What about the silent ones

After considering the Peehole Distress Theory I couldn’t stop thinking about the silent ones. What if I could visualize all the people in the building, the ones that are going out, AND the ones that are staying at home like me? Wouldn’t I have a more realistic view of what people is actually doing? Wouldn’t I see a more realistic Twitter feed if I displayed the published and the unpublished tweets?

What if I could see how many people on my Twitter feed are silent? I’ve made the numbers.

I’ve looked for information about tweeting patterns of 100 people I follow. I’ve discarded bots, organizations, and looked for the number of tweets that aren’t retweets or replies, so I could get the real average number of tweets per day with original content. The formula is:

tTpd:Total number of Tweets per day

tTpd - (tTpd x (RT percentage / 100)) - (tTpd x (Replies percentage / 100)) = Real tweets per day

My numbers are these:

These are the aggregated numbers from the 100 people analyzed:

I’ve analyzed users I follow that were active during last year. 62.5% of them tweet less than once a day. This is the image of all the people talking (blue) and the ones that are silent (white) during one day:

The 1%

Most users don’t participate. It’s the 90-9-1 rule, 90% users of a community are lurkers, 9% are intermittent contributors, and 1% of them are heavy contributors. Reddit CEO said recently in an interview that A small percentage of our users are very loud”. That is true for almost all communities online.

We already knew it. Most people are silent and just a few make a lot of noise. But we still get the feeling that everybody is doing something all the time and the only silent ones are us.

In a way, it can feel like everyone has always wins to share and we are the only ones trying to hide our failures.

A little trick

If you work remotely, this effect affects regular communications too. When everything is alright you don’t get a long message full of explanations on why is it alright. When there’s a problem, you do. It’s part of life but we better be aware of it.

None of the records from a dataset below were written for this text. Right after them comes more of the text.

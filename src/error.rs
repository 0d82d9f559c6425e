use std::fmt;
use std::io;
use std::path::PathBuf;

use thiserror::Error;

use crate::compare::MetadataField;

/// Which of the two archives an error refers to.
#[derive(Debug, Clone, Copy, PartialEq, Eq)]
pub enum Side {
    /// The first archive on the command line. Every entry in it must be matched.
    Reference,
    /// The second archive on the command line.
    Candidate,
}

impl fmt::Display for Side {
    fn fmt(&self, f: &mut fmt::Formatter<'_>) -> fmt::Result {
        match self {
            Side::Reference => f.write_str("first"),
            Side::Candidate => f.write_str("second"),
        }
    }
}

/// Why a single pair of same-named entries failed to compare equal.
///
/// Produced by [`crate::compare::compare_entries`]; the differ attaches the entry
/// name and turns it into a [`DiffError`].
#[derive(Debug, Error)]
pub enum EntryMismatch {
    /// A metadata field differs. Only the first differing field is reported.
    #[error("different {0}")]
    Metadata(MetadataField),

    /// The decompressed stream could not be opened or read to the end.
    #[error("cannot be opened from the {side} archive: {source}")]
    ContentOpen {
        side: Side,
        #[source]
        source: io::Error,
    },

    /// Metadata matched but the SHA-256 digests of the content did not.
    #[error("different content {digest_a:?} != {digest_b:?}")]
    Content { digest_a: String, digest_b: String },
}

/// The primary error type for all operations in the `zipdiff` crate.
///
/// Every variant is fatal to the run: the first one produced is the one reported.
#[derive(Debug, Error)]
pub enum DiffError {
    /// Fewer than two archive paths were given.
    #[error("not enough arguments")]
    Usage,

    /// An archive could not be opened or its central directory could not be read.
    #[error("cannot open archive '{}': {source}", .path.display())]
    ArchiveOpen {
        path: PathBuf,
        #[source]
        source: zip::result::ZipError,
    },

    /// An entry of the reference archive has no same-named entry in the candidate.
    #[error("file {name} not found in the second zip")]
    MissingEntry { name: String },

    /// A metadata field differs between the two entries called `name`.
    #[error("file {name} is different: different {field}")]
    MetadataMismatch { name: String, field: MetadataField },

    /// The content of `name` could not be decompressed on one side.
    #[error("file {name} cannot be opened from the {side} archive: {source}")]
    ContentOpen {
        name: String,
        side: Side,
        #[source]
        source: io::Error,
    },

    /// Metadata of `name` matched but its content did not.
    #[error("file {name} has different content {digest_a:?} != {digest_b:?}")]
    ContentMismatch {
        name: String,
        digest_a: String,
        digest_b: String,
    },
}

impl DiffError {
    /// Attaches the entry name to a per-entry mismatch.
    pub fn entry(name: impl Into<String>, mismatch: EntryMismatch) -> Self {
        let name = name.into();
        match mismatch {
            EntryMismatch::Metadata(field) => DiffError::MetadataMismatch { name, field },
            EntryMismatch::ContentOpen { side, source } => DiffError::ContentOpen { name, side, source },
            EntryMismatch::Content { digest_a, digest_b } => DiffError::ContentMismatch {
                name,
                digest_a,
                digest_b,
            },
        }
    }

    /// Name of the offending entry, if the error is about one.
    pub fn entry_name(&self) -> Option<&str> {
        match self {
            DiffError::MissingEntry { name }
            | DiffError::MetadataMismatch { name, .. }
            | DiffError::ContentOpen { name, .. }
            | DiffError::ContentMismatch { name, .. } => Some(name),
            DiffError::Usage | DiffError::ArchiveOpen { .. } => None,
        }
    }
}
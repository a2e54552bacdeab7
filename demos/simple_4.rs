use grid_search::{search, unobserved, Grid, Position, SearchKind};

// In this example a path is found on a 3x3 grid with shape
//  ___
// |S  |
// | # |
// |  E|
//  ___
// where
// - # marks an obstacle
// - S marks the start
// - E marks the end
//
// Both searches are run on their own copy of the grid.

fn main() {
    let grid: Grid = "S..\n.#.\n..E".parse().unwrap();
    println!("{}", grid);
    let start = Position::new(0, 0);
    let end = Position::new(2, 2);
    for kind in [SearchKind::AStar, SearchKind::Bfs] {
        let mut searched = grid.clone();
        let outcome = search(kind, &mut searched, start, end, unobserved).unwrap();
        println!("{kind}: {}", outcome.path().unwrap());
        println!("{}", searched);
    }
}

One of the things I do to counteract it is document those wins one after the other on a text file. So, when things aren’t going well or I doubt myself, I read my own wins, written by me, and the excitement is contagious. On the same note, I recently went to a friend’s talk that was reaaaaally good. She was nervous about it at first but she crushed it. I recorded her stress-free wide smile at the end and a bit of the loud applause she got, so she has it on hand any time she needs a reminder of how awesome she is.